Thursday, 19 August 2010

PRCA and the Newspaper Licensing Agency -an update

The following statment was issued to all members earlier this morning:

We understand that the NLA has asked a number of PRCA members to provide witness statements for use by the NLA in its High Court proceedings against the PRCA.

As you know from previous alerts, Meltwater News referred the NLA's Web Database Licence (WDL) and the Web End User Licence (WEUL) -i.e. the one PRCA members are asked to sign by the NLA- to the UK's Copyright Tribunal in December 2009. Amongst other things, Meltwater is arguing that end users should not need to pay the NLA for receiving and clicking on links sent as part of an online news monitoring service. The PRCA intervened in January 2010 in support of Meltwater's case on this point.

In May 2010, the NLA decided to sue both Meltwater and the PRCA (as a representative of its members) for copyright infringement. Amongst other things, the NLA is seeking a declaration that the PRCA's members require (as a matter of law) a licence from the NLA to receive the Meltwater News service. This issue is going to trial before the High Court in November. It is in respect of this issue that the NLA is seeking evidence from PRCA members. That evidence will be used by the NLA to support its case that it is perfectly reasonable for the NLA to charge PRCA members for receiving and clicking on links.

As the PRCA is a defendant in these proceedings, we cannot and do not comment on whether or not you should provide any such evidence to the NLA. However, we do advise that you seek independent legal advice on the implications for you of providing evidence for the NLA before providing any evidence. In relation to any evidence given to support the NLA, the PRCA may ask witnesses to attend Court to answer questions about their evidence.

Friday, 6 August 2010

The Guardian needs a fact check

Yesterday, the Guardian ran an 'investigative' piece about PR companies supposedly 'reputation laundering' for oppresive regimes.
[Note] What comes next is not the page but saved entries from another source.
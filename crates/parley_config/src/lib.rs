//! Layered settings resolution.
//!
//! Settings come from three places, later sources winning:
//! 1. Bundled defaults (`parley.toml`, compiled in)
//! 2. The engine-supplied mod config (already parsed into JSON)
//! 3. An optional local override file (TOML or JSON)
//!
//! Nested tables merge key by key. A broken layer never aborts startup: it is
//! logged and the result without it is used.

#![forbid(unsafe_code)]
#![warn(missing_docs)]

mod effective;
mod resolve;

pub use effective::{EffectiveConfig, ProviderSettings};
pub use resolve::{DEFAULT_CONFIG, resolve};
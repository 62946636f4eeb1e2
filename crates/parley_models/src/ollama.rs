//! Local Ollama server driver.

use crate::http::{join_url, non_empty, send_json};
use crate::prompt::{DEFAULT_TRANSCRIPT_TURNS, build_transcript};
use async_trait::async_trait;
use parley_core::{ChatTurn, Message, NpcContext, ProviderKind, Role};
use parley_error::ProviderResult;
use parley_interface::ChatProvider;
use reqwest::Client;
use serde::{Deserialize, Serialize};
use std::time::Duration;
use tracing::{debug, instrument};

const PROVIDER: &str = "ollama";

#[derive(Debug, Serialize)]
struct ChatRequest<'a> {
    model: &'a str,
    messages: Vec<WireMessage<'a>>,
    stream: bool,
}

#[derive(Debug, Serialize)]
struct WireMessage<'a> {
    role: &'static str,
    content: &'a str,
}

#[derive(Debug, Deserialize)]
struct ChatResponse {
    message: Option<ResponseMessage>,
}

#[derive(Debug, Deserialize)]
struct ResponseMessage {
    #[serde(default)]
    content: String,
}

fn wire_role(role: Role) -> &'static str {
    match role {
        Role::System => "system",
        Role::User => "user",
        Role::Assistant => "assistant",
    }
}

/// Driver for a locally hosted Ollama server.
#[derive(Debug, Clone)]
pub struct OllamaDriver {
    client: Client,
    endpoint: String,
    model: String,
    api_key: Option<String>,
    max_turns: usize,
}

impl OllamaDriver {
    /// Create a driver for the server at `endpoint` (e.g. `http://localhost:11434`).
    pub fn new(client: Client, endpoint: impl Into<String>, model: impl Into<String>) -> Self {
        Self {
            client,
            endpoint: endpoint.into(),
            model: model.into(),
            api_key: None,
            max_turns: DEFAULT_TRANSCRIPT_TURNS,
        }
    }

    /// Send a bearer token, for servers behind an authenticating proxy.
    pub fn with_api_key(mut self, api_key: Option<String>) -> Self {
        self.api_key = api_key.filter(|key| !key.trim().is_empty());
        self
    }

    /// Limit how many prior turns are replayed.
    pub fn with_max_turns(mut self, max_turns: usize) -> Self {
        self.max_turns = max_turns;
        self
    }

    fn authorized(&self, request: reqwest::RequestBuilder) -> reqwest::RequestBuilder {
        match &self.api_key {
            Some(key) => request.bearer_auth(key),
            None => request,
        }
    }
}

#[async_trait]
impl ChatProvider for OllamaDriver {
    fn kind(&self) -> ProviderKind {
        ProviderKind::Ollama
    }

    fn model_name(&self) -> &str {
        &self.model
    }

    #[instrument(skip(self), fields(endpoint = %self.endpoint))]
    async fn is_available(&self, probe_timeout: Duration) -> bool {
        let request = self
            .client
            .get(join_url(&self.endpoint, "api/tags"))
            .timeout(probe_timeout);

        match self.authorized(request).send().await {
            Ok(response) if response.status().is_success() => true,
            Ok(response) => {
                debug!(status = %response.status(), "Ollama probe rejected");
                false
            }
            Err(e) => {
                debug!(error = %e, "Ollama unreachable");
                false
            }
        }
    }

    #[instrument(skip(self, context, history, message), fields(provider = PROVIDER, model = %self.model, npc = %context.npc_id()))]
    async fn generate_response(
        &self,
        context: &NpcContext,
        history: &[ChatTurn],
        message: &str,
        timeout: Duration,
    ) -> ProviderResult<String> {
        let transcript: Vec<Message> = build_transcript(context, history, message, self.max_turns);
        let body = ChatRequest {
            model: &self.model,
            messages: transcript
                .iter()
                .map(|m| WireMessage {
                    role: wire_role(m.role),
                    content: &m.content,
                })
                .collect(),
            stream: false,
        };

        debug!(messages = body.messages.len(), "Sending chat request to Ollama");
        let request = self
            .client
            .post(join_url(&self.endpoint, "api/chat"))
            .json(&body);
        let response: ChatResponse = send_json(PROVIDER, self.authorized(request), timeout).await?;

        non_empty(PROVIDER, response.message.map(|m| m.content))
    }
}
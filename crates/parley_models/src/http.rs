//! Request plumbing shared by the drivers.

use parley_error::{ProviderError, ProviderErrorKind, ProviderResult};
use serde::de::DeserializeOwned;
use std::time::Duration;
use tracing::error;

/// Send a prepared request and decode a successful JSON body.
///
/// Non-success statuses, transport failures and undecodable bodies all become
/// [`ProviderError`]s tagged with `provider`.
pub(crate) async fn send_json<T: DeserializeOwned>(
    provider: &'static str,
    request: reqwest::RequestBuilder,
    timeout: Duration,
) -> ProviderResult<T> {
    let response = request
        .timeout(timeout)
        .send()
        .await
        .map_err(|e| transport_error(provider, e, timeout))?;

    let status = response.status();
    if !status.is_success() {
        let body = response.text().await.unwrap_or_default();
        error!(provider, status = %status, body = %body, "Backend returned error");
        return Err(ProviderError::new(
            provider,
            ProviderErrorKind::Api {
                status: status.as_u16(),
                message: body,
            },
        ));
    }

    response.json::<T>().await.map_err(|e| {
        if e.is_timeout() {
            return transport_error(provider, e, timeout);
        }
        error!(provider, error = ?e, "Failed to parse backend response");
        ProviderError::new(provider, ProviderErrorKind::Parse(e.to_string()))
    })
}

/// Reject replies that parsed but carry no text.
pub(crate) fn non_empty(provider: &'static str, text: Option<String>) -> ProviderResult<String> {
    match text {
        Some(text) if !text.trim().is_empty() => Ok(text),
        _ => Err(ProviderError::new(provider, ProviderErrorKind::EmptyReply)),
    }
}

/// Join a base URL and a path without doubling the slash.
pub(crate) fn join_url(base: &str, path: &str) -> String {
    format!(
        "{}/{}",
        base.trim_end_matches('/'),
        path.trim_start_matches('/')
    )
}

fn transport_error(provider: &'static str, e: reqwest::Error, timeout: Duration) -> ProviderError {
    if e.is_timeout() {
        ProviderError::new(
            provider,
            ProviderErrorKind::Timeout(timeout.as_millis() as u64),
        )
    } else {
        error!(provider, error = ?e, "Failed to send request");
        ProviderError::new(provider, ProviderErrorKind::Http(e.to_string()))
    }
}

#[cfg(test)]
mod tests {
    use super::*;

    #[test]
    fn join_url_normalises_slashes() {
        assert_eq!(
            join_url("http://localhost:11434/", "/api/chat"),
            "http://localhost:11434/api/chat"
        );
        assert_eq!(join_url("https://x/v1", "chat/completions"), "https://x/v1/chat/completions");
    }

    #[test]
    fn blank_reply_is_rejected() {
        let err = non_empty("ollama", Some("  \n".to_string())).unwrap_err();
        assert_eq!(err.kind, ProviderErrorKind::EmptyReply);
        assert!(non_empty("ollama", None).is_err());
        assert_eq!(non_empty("ollama", Some("Hi".into())).unwrap(), "Hi");
    }
}
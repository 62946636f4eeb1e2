//! Worker tunables in runtime units.

use derive_getters::Getters;
use parley_config::EffectiveConfig;
use std::time::Duration;

/// What the queue and worker need from configuration.
#[derive(Debug, Clone, PartialEq, Eq, Getters, derive_setters::Setters)]
#[setters(prefix = "with_")]
pub struct DispatchSettings {
    /// Bounded queue length
    queue_capacity: usize,
    /// Turns kept per NPC
    history_limit: usize,
    /// Budget for one provider call
    response_timeout: Duration,
    /// Wait on an empty queue before re-checking the stop signal
    poll_interval: Duration,
    /// Drop jobs older than this
    max_job_age: Option<Duration>,
    /// Strip reasoning from replies
    filter_reasoning: bool,
}

impl Default for DispatchSettings {
    fn default() -> Self {
        Self::from(&EffectiveConfig::default())
    }
}

impl From<&EffectiveConfig> for DispatchSettings {
    fn from(config: &EffectiveConfig) -> Self {
        Self {
            queue_capacity: (*config.queue_capacity()).max(1),
            history_limit: *config.history_limit(),
            response_timeout: config.response_timeout(),
            poll_interval: config.poll_interval(),
            max_job_age: config.max_job_age(),
            filter_reasoning: *config.filter_reasoning(),
        }
    }
}
//! Identifier newtypes.

use serde::{Deserialize, Serialize};

/// Process-unique NPC identifier, assigned monotonically by the store.
///
/// # Examples
///
/// ```
/// use parley_core::NpcId;
///
/// let id = NpcId::from(7);
/// assert_eq!(id.to_string(), "7");
/// assert!(NpcId(3) < NpcId(4));
/// ```
#[derive(
    Debug,
    Clone,
    Copy,
    PartialEq,
    Eq,
    PartialOrd,
    Ord,
    Hash,
    Serialize,
    Deserialize,
    derive_more::Display,
    derive_more::From,
)]
pub struct NpcId(pub u64);

/// Engine-assigned player identifier (opaque string, usually a UUID).
#[derive(
    Debug,
    Clone,
    PartialEq,
    Eq,
    PartialOrd,
    Ord,
    Hash,
    Serialize,
    Deserialize,
    derive_more::Display,
)]
pub struct PlayerId(String);

impl PlayerId {
    /// Wrap an engine player id.
    pub fn new(id: impl Into<String>) -> Self {
        Self(id.into())
    }

    /// Borrow the raw id.
    pub fn as_str(&self) -> &str {
        &self.0
    }
}

impl From<&str> for PlayerId {
    fn from(id: &str) -> Self {
        Self::new(id)
    }
}

impl From<String> for PlayerId {
    fn from(id: String) -> Self {
        Self(id)
    }
}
They should buy a dictionary. Their view of 'investigative' is essentially to start with a prejudice; add a bit of speculation; throw in a cropped quotation. And -bingo! A front page story!

So let us be clear:

PR is a 'growing market'. Not in terms of working for overseas governments, but because it's a growing discipline across professional services.

It's *previously* autocratic governments that are now democracies which realise they need to talk with their populations, rather than just dictate to them.

And I make no apology for London being a global PR hub. A hub for ethical, professional communications advice.

'Professional'. It's an important word. It's one the Guardian should look up in a dictionary. Because it certainly isn't a word that they understand right now.